You might recall back during the draft process that the Pittsburgh Steelers brought in a couple of quarterbacks for pre-draft visits. One of them, Joshua Dobbs, they ended up drafting. The other—Patrick Mahomes—ended up being selected in the top half of the first round, well before Pittsburgh could get to them.
Both of them did get the opportunity to meet and speak with Steelers quarterback Ben Roethlisberger while they were in the facility. Evidently, though, they were not the only rookie quarterbacks to make the acquaintance of the two-time Super Bowl champion, or to stay in touch and seek advice.
Mitchell Trubisky, who was selected by the Bears with the second-overall draft pick, recently appeared on ESPN radio to discuss his transition from the college level to the pros, tackling a number of subjects, one of which was the number of veteran quarterbacks he had spoken to.
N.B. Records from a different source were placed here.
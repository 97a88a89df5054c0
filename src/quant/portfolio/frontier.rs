//! # Efficient Frontier
//!
//! $$
//! \sigma^\*(r)=\min_{\mathbf w}\ \sigma_p(\mathbf w)\quad\text{s.t.}\quad \mu_p(\mathbf w)=r,
//! \qquad r\in[r_{\min},r_{\max}]
//! $$
//!
//! Sweep of target returns between the minimum-volatility and the
//! maximum-Sharpe portfolios.

use rayon::prelude::*;
use tracing::debug;
use tracing::warn;

use super::error::PortfolioError;
use super::optimizers::MarkowitzOptimizer;
use super::types::FrontierPoint;
use super::types::OptimizationResult;

/// Default number of frontier samples.
pub const DEFAULT_FRONTIER_STEPS: usize = 20;

/// Anchors and sampled points of the efficient frontier.
#[derive(Clone, Debug)]
pub struct EfficientFrontier {
  pub min_volatility: OptimizationResult,
  pub max_sharpe: OptimizationResult,
  /// Points ordered by ascending target return.
  pub points: Vec<FrontierPoint>,
}

impl EfficientFrontier {
  /// Solve both anchors and sweep `steps` targets between their returns.
  ///
  /// Fails only when an anchor does not converge. Targets inside the sweep
  /// that fail are kept with their termination status.
  pub fn build(
    optimizer: &MarkowitzOptimizer<'_>,
    steps: usize,
    parallel: bool,
  ) -> Result<Self, PortfolioError> {
    let min_volatility = optimizer.min_variance().ensure_converged()?;
    let max_sharpe = optimizer.max_sharpe().ensure_converged()?;

    let r_min = min_volatility.metrics.annualized_return;
    let r_max = max_sharpe.metrics.annualized_return;
    let targets = target_grid(r_min, r_max, steps);

    let solve = |&target: &f64| point(optimizer.efficient_return(target), target);
    let points: Vec<FrontierPoint> = if parallel {
      targets.par_iter().map(solve).collect()
    } else {
      targets.iter().map(solve).collect()
    };

    let rejected = points.iter().filter(|p| !p.is_feasible()).count();
    debug!(steps, rejected, r_min, r_max, "efficient frontier built");

    Ok(Self {
      min_volatility,
      max_sharpe,
      points,
    })
  }

  /// Requested target returns, ascending.
  pub fn target_returns(&self) -> Vec<f64> {
    self.points.iter().map(|p| p.target_return).collect()
  }

  /// Points whose solve converged.
  pub fn feasible_points(&self) -> impl Iterator<Item = &FrontierPoint> {
    self.points.iter().filter(|p| p.is_feasible())
  }

  /// Return interval spanned by the two anchors, low end first.
  pub fn return_bounds(&self) -> (f64, f64) {
    let a = self.min_volatility.metrics.annualized_return;
    let b = self.max_sharpe.metrics.annualized_return;
    (a.min(b), a.max(b))
  }

  /// Efficient portfolio for a target on this frontier's segment.
  pub fn efficient_opt(
    &self,
    optimizer: &MarkowitzOptimizer<'_>,
    target_return: f64,
  ) -> Result<OptimizationResult, PortfolioError> {
    let (lo, hi) = self.return_bounds();
    let slack = optimizer.tolerance();
    if !(lo - slack..=hi + slack).contains(&target_return) {
      return Err(PortfolioError::InfeasibleTarget {
        target: target_return,
        reason: format!("outside the frontier segment [{lo:.6}, {hi:.6}]"),
      });
    }
    Ok(optimizer.efficient_return(target_return))
  }
}

fn point(res: OptimizationResult, target: f64) -> FrontierPoint {
  if !res.converged() {
    warn!(target, termination = %res.termination, "frontier target rejected");
    return FrontierPoint::new(target, f64::NAN, res.weights, res.termination);
  }
  FrontierPoint::new(
    target,
    res.metrics.annualized_volatility,
    res.weights,
    res.termination,
  )
}

/// Ascending sweep targets between the anchor returns, in either order.
pub fn target_grid(r_min: f64, r_max: f64, steps: usize) -> Vec<f64> {
  linspace(r_min.min(r_max), r_min.max(r_max), steps)
}

/// `steps` evenly spaced values over `[start, end]`, both ends included.
pub fn linspace(start: f64, end: f64, steps: usize) -> Vec<f64> {
  match steps {
    0 => Vec::new(),
    1 => vec![start],
    _ => {
      let dx = (end - start) / (steps - 1) as f64;
      (0..steps)
        .map(|i| if i == steps - 1 { end } else { start + dx * i as f64 })
        .collect()
    }
  }
}

#[cfg(test)]
mod tests {
  use approx::assert_abs_diff_eq;
  use tracing_test::traced_test;

  use super::*;
  use crate::quant::portfolio::data::MarketStatistics;
  use crate::quant::portfolio::performance::TRADING_DAYS;
  use crate::quant::portfolio::sqp::SqpConfig;
  use crate::quant::portfolio::types::WeightBounds;

  const MEAN: [f64; 2] = [0.001, 0.002];
  const COV: [[f64; 2]; 2] = [[0.0004, 0.0001], [0.0001, 0.0009]];

  fn two_asset() -> MarketStatistics {
    MarketStatistics::new(
      vec!["LOW".into(), "HIGH".into()],
      MEAN.to_vec(),
      COV.iter().map(|r| r.to_vec()).collect(),
    )
    .unwrap()
  }

  fn three_asset() -> MarketStatistics {
    MarketStatistics::new(
      vec!["CBA".into(), "BHP".into(), "TLS".into()],
      vec![0.0006, 0.0009, 0.0003],
      vec![
        vec![0.00020, 0.00006, 0.00004],
        vec![0.00006, 0.00035, 0.00003],
        vec![0.00004, 0.00003, 0.00012],
      ],
    )
    .unwrap()
  }

  fn optimizer(stats: &MarketStatistics) -> MarkowitzOptimizer<'_> {
    MarkowitzOptimizer::new(stats, &WeightBounds::default(), 0.0, SqpConfig::default()).unwrap()
  }

  /// With two assets the target alone fixes the weights.
  fn closed_form_volatility(target: f64) -> f64 {
    let (r0, r1) = (MEAN[0] * TRADING_DAYS, MEAN[1] * TRADING_DAYS);
    let w0 = (r1 - target) / (r1 - r0);
    let w1 = 1.0 - w0;
    let var = w0 * w0 * COV[0][0] + w1 * w1 * COV[1][1] + 2.0 * w0 * w1 * COV[0][1];
    (var * TRADING_DAYS).sqrt()
  }

  #[test]
  fn linspace_includes_both_ends() {
    assert_eq!(linspace(0.0, 1.0, 5), vec![0.0, 0.25, 0.5, 0.75, 1.0]);
    assert_eq!(linspace(0.3, 0.9, 1), vec![0.3]);
    assert!(linspace(0.0, 1.0, 0).is_empty());
  }

  #[test]
  fn reversed_anchors_still_give_ascending_targets() {
    let targets = target_grid(0.30, 0.20, 5);

    assert_eq!(targets.len(), 5);
    assert_eq!(targets[0], 0.20);
    assert_eq!(targets[4], 0.30);
    assert!(targets.windows(2).all(|w| w[0] < w[1]));
    assert_eq!(targets, target_grid(0.20, 0.30, 5));
  }

  #[test]
  fn two_asset_frontier_matches_closed_form() {
    let stats = two_asset();
    let opt = optimizer(&stats);
    let frontier = EfficientFrontier::build(&opt, 10, false).unwrap();

    assert_eq!(frontier.points.len(), 10);
    for p in &frontier.points {
      assert!(p.is_feasible());
      assert_abs_diff_eq!(p.volatility, closed_form_volatility(p.target_return), epsilon = 1e-6);
    }
  }

  #[test]
  fn frontier_spans_anchor_returns_in_ascending_order() {
    let stats = three_asset();
    let opt = optimizer(&stats);
    let frontier = EfficientFrontier::build(&opt, DEFAULT_FRONTIER_STEPS, true).unwrap();

    let targets = frontier.target_returns();
    assert_eq!(targets.len(), DEFAULT_FRONTIER_STEPS);
    assert!(targets.windows(2).all(|w| w[0] < w[1]));

    let (lo, hi) = frontier.return_bounds();
    assert_abs_diff_eq!(targets[0], lo, epsilon = 1e-15);
    assert_abs_diff_eq!(*targets.last().unwrap(), hi, epsilon = 1e-15);
    assert_abs_diff_eq!(lo, frontier.min_volatility.metrics.annualized_return, epsilon = 1e-15);
  }

  #[test]
  fn volatility_is_non_decreasing_beyond_min_variance() {
    let stats = three_asset();
    let opt = optimizer(&stats);
    let frontier = EfficientFrontier::build(&opt, 15, false).unwrap();

    let vols: Vec<f64> = frontier.feasible_points().map(|p| p.volatility).collect();
    assert_eq!(vols.len(), 15);
    assert!(vols.windows(2).all(|w| w[1] >= w[0] - 1e-9));
    assert_abs_diff_eq!(
      vols[0],
      frontier.min_volatility.metrics.annualized_volatility,
      epsilon = 1e-6
    );
  }

  #[test]
  fn parallel_and_sequential_sweeps_agree() {
    let stats = three_asset();
    let opt = optimizer(&stats);
    let seq = EfficientFrontier::build(&opt, 8, false).unwrap();
    let par = EfficientFrontier::build(&opt, 8, true).unwrap();

    for (a, b) in seq.points.iter().zip(par.points.iter()) {
      assert_eq!(a.target_return, b.target_return);
      assert_eq!(a.volatility, b.volatility);
    }
  }

  #[test]
  fn efficient_opt_rejects_targets_off_the_segment() {
    let stats = three_asset();
    let opt = optimizer(&stats);
    let frontier = EfficientFrontier::build(&opt, 5, false).unwrap();
    let (lo, hi) = frontier.return_bounds();

    let inside = frontier.efficient_opt(&opt, (lo + hi) / 2.0).unwrap();
    assert!(inside.converged());

    let err = frontier.efficient_opt(&opt, hi + 0.05).unwrap_err();
    assert!(matches!(err, PortfolioError::InfeasibleTarget { .. }));
    assert!(frontier.efficient_opt(&opt, lo - 0.05).is_err());
  }

  #[test]
  fn rejected_target_keeps_no_made_up_volatility() {
    let res = optimizer(&two_asset()).efficient_return(5.0);
    let p = point(res, 5.0);
    assert!(!p.is_feasible());
    assert!(p.volatility.is_nan());
  }

  #[test]
  #[traced_test]
  fn sweep_is_logged() {
    let stats = two_asset();
    let opt = optimizer(&stats);
    EfficientFrontier::build(&opt, 3, false).unwrap();
    assert!(logs_contain("efficient frontier built"));
  }
}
But he thought the best piece of advice that he got from all of them—including Peyton Manning and others—came from the Steelers’ signal caller himself.
“We have the same agent so I was able to throw with him when I was preparing for the draft”, Trubisky noted. That tends to be an advantage. “He said, ‘you just have to go in there and be yourself. You have to be confident in your abilities and what you bring to the table. And your career is going to go how you want it to go’”.
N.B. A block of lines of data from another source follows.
//! # Yahoo Finance Provider
//!
//! Daily closes from Yahoo Finance, turned into return statistics.

use anyhow::Context;
use anyhow::Result;
use anyhow::anyhow;
use chrono::DateTime;
use chrono::NaiveDate;
use time::OffsetDateTime;
use tracing::info;
use yahoo_finance_api::YahooConnector;

use super::portfolio::data::MarketStatistics;
use super::portfolio::data::PriceHistory;
use super::portfolio::data::StatisticsProvider;
use super::portfolio::data::statistics_from_histories;
use super::portfolio::error::PortfolioError;

/// [`StatisticsProvider`] backed by the Yahoo Finance chart API.
pub struct YahooProvider {
  connector: YahooConnector,
}

impl YahooProvider {
  pub fn new() -> Result<Self> {
    let connector = YahooConnector::new().context("failed to build Yahoo connector")?;
    Ok(Self { connector })
  }

  /// Daily closes of `ticker` between `start` and `end`, both inclusive.
  pub fn price_history(&self, ticker: &str, start: NaiveDate, end: NaiveDate) -> Result<PriceHistory> {
    let from = to_offset(start)?;
    let to = to_offset(end.succ_opt().unwrap_or(end))?;

    let response = tokio_test::block_on(self.connector.get_quote_history(ticker, from, to))
      .with_context(|| format!("quote history request for {ticker} failed"))?;
    let quotes = response
      .quotes()
      .with_context(|| format!("no quotes in response for {ticker}"))?;

    let history: PriceHistory = quotes
      .iter()
      .filter_map(|q| {
        DateTime::from_timestamp(q.timestamp as i64, 0).map(|t| (t.date_naive(), q.close))
      })
      .collect();
    info!(ticker, observations = history.len(), "fetched yahoo price history");

    Ok(history)
  }
}

impl StatisticsProvider for YahooProvider {
  fn statistics(
    &self,
    assets: &[String],
    start: NaiveDate,
    end: NaiveDate,
  ) -> Result<MarketStatistics, PortfolioError> {
    let histories = assets
      .iter()
      .map(|a| {
        self
          .price_history(a, start, end)
          .map_err(|e| PortfolioError::DataUnavailable(format!("{e:#}")))
      })
      .collect::<Result<Vec<_>, _>>()?;
    let refs: Vec<&PriceHistory> = histories.iter().collect();

    statistics_from_histories(assets, &refs, start, end)
  }
}

fn to_offset(date: NaiveDate) -> Result<OffsetDateTime> {
  let ts = date
    .and_hms_opt(0, 0, 0)
    .ok_or_else(|| anyhow!("invalid date {date}"))?
    .and_utc()
    .timestamp();
  OffsetDateTime::from_unix_timestamp(ts).with_context(|| format!("date {date} out of range"))
}

#[cfg(test)]
mod tests {
  use super::*;

  #[test]
  fn dates_convert_to_utc_midnight() {
    let date = NaiveDate::from_ymd_opt(2024, 3, 1).unwrap();
    let odt = to_offset(date).unwrap();
    assert_eq!(odt.unix_timestamp(), 1_709_251_200);
  }
}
Even Trubisky acknowledges that “it sounds cliché, but I think that really resonated with me because you have to take charge of your future, your plan, and what you want to bring to an organization”, he said. “You have to go in there, be confident, shape things the way you want them to go and have a voice and then people will follow. That was huge for me”.
It has been a somewhat interesting development for Roethlisberger over the course of the past five years to find himself in this mentoring role that he was able to avoid for so many years. Throughout the majority of his career, the Steelers stuck him with veteran quarterbacks as backups upon which he could lean.
That changed in 2013 when they let Charlie Batch and Byron Leftwich do and drafted Landry Jones. Now he has both Jones and Dobbs behind him, learning from him and trying to watch him and learn from him. And that is a role that he has embraced.
We saw that during the pre-draft process with his impromptu visits with the quarterbacks that the Steelers brought in, and we see that now with Trubisky recounting his own conversation with Roethlisberger.
He has certainly come a long way on a personal level even from just a handful of years ago, both in the realm of football and entirely off the field. So it is no surprise to hear from younger quarterbacks about advice he may have passed on, when once it might have seemed shocking.